Stored dataset items:
◆ ◆ ◆ ◆

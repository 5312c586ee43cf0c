use thiserror::Error;

use payguard_backend::BackendError;
use payguard_store::StoreError;
use payguard_types::IntentStatus;

/// Coarse error classes a caller branches on, independent of the concrete
/// variant that produced them.
#[derive(Debug, Clone, Copy, PartialEq, Eq)]
pub enum ErrorCategory {
    /// The request itself is malformed or violates an invariant
    InvalidRequest,
    NotFound,
    /// A guard policy blocked the payment
    GuardBlocked,
    /// The execution backend failed or rejected the call
    BackendFailure,
    Internal,
}

#[derive(Debug, Error)]
pub enum EngineError {
    #[error("invalid payment request: {reason}")]
    Validation { reason: String },

    #[error("payment intent not found: {intent_id}")]
    NotFound { intent_id: String },

    #[error("payment blocked by guard policies: {}", failed.join(", "))]
    PolicyBlocked {
        intent_id: String,
        /// Names of the policies that failed, in evaluation order
        failed: Vec<String>,
    },

    #[error("custody violation: {reason}")]
    CustodyViolation { reason: String },

    #[error("cannot {action} intent {intent_id} in status {from}")]
    InvalidTransition {
        intent_id: String,
        from: IntentStatus,
        action: &'static str,
    },

    #[error(transparent)]
    Backend(#[from] BackendError),

    #[error(transparent)]
    Persistence(#[from] StoreError),
}

impl EngineError {
    pub fn category(&self) -> ErrorCategory {
        match self {
            EngineError::Validation { .. }
            | EngineError::CustodyViolation { .. }
            | EngineError::InvalidTransition { .. } => ErrorCategory::InvalidRequest,
            EngineError::NotFound { .. } => ErrorCategory::NotFound,
            EngineError::PolicyBlocked { .. } => ErrorCategory::GuardBlocked,
            EngineError::Backend(_) => ErrorCategory::BackendFailure,
            EngineError::Persistence(_) => ErrorCategory::Internal,
        }
    }
}
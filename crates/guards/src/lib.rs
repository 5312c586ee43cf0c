//! Guard policy evaluation for the Payguard engine.
//!
//! The evaluator is a pure function over the payment's facts and a
//! precomputed spend snapshot: same inputs, same ordered results. That
//! determinism is what makes incident replay diffs reproducible.

pub mod diff;
pub mod evaluator;

pub use diff::{diff_results, GuardDiff};
pub use evaluator::{auto_approve_eligible, evaluate, GuardContext};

◆ ◆ ◆ ◆

* Exercise brief *
Looking through the records, copy out every line in which the word "CustodyViolation" is found.

* Expected answer *
    CustodyViolation { reason: String },
            | EngineError::CustodyViolation { .. }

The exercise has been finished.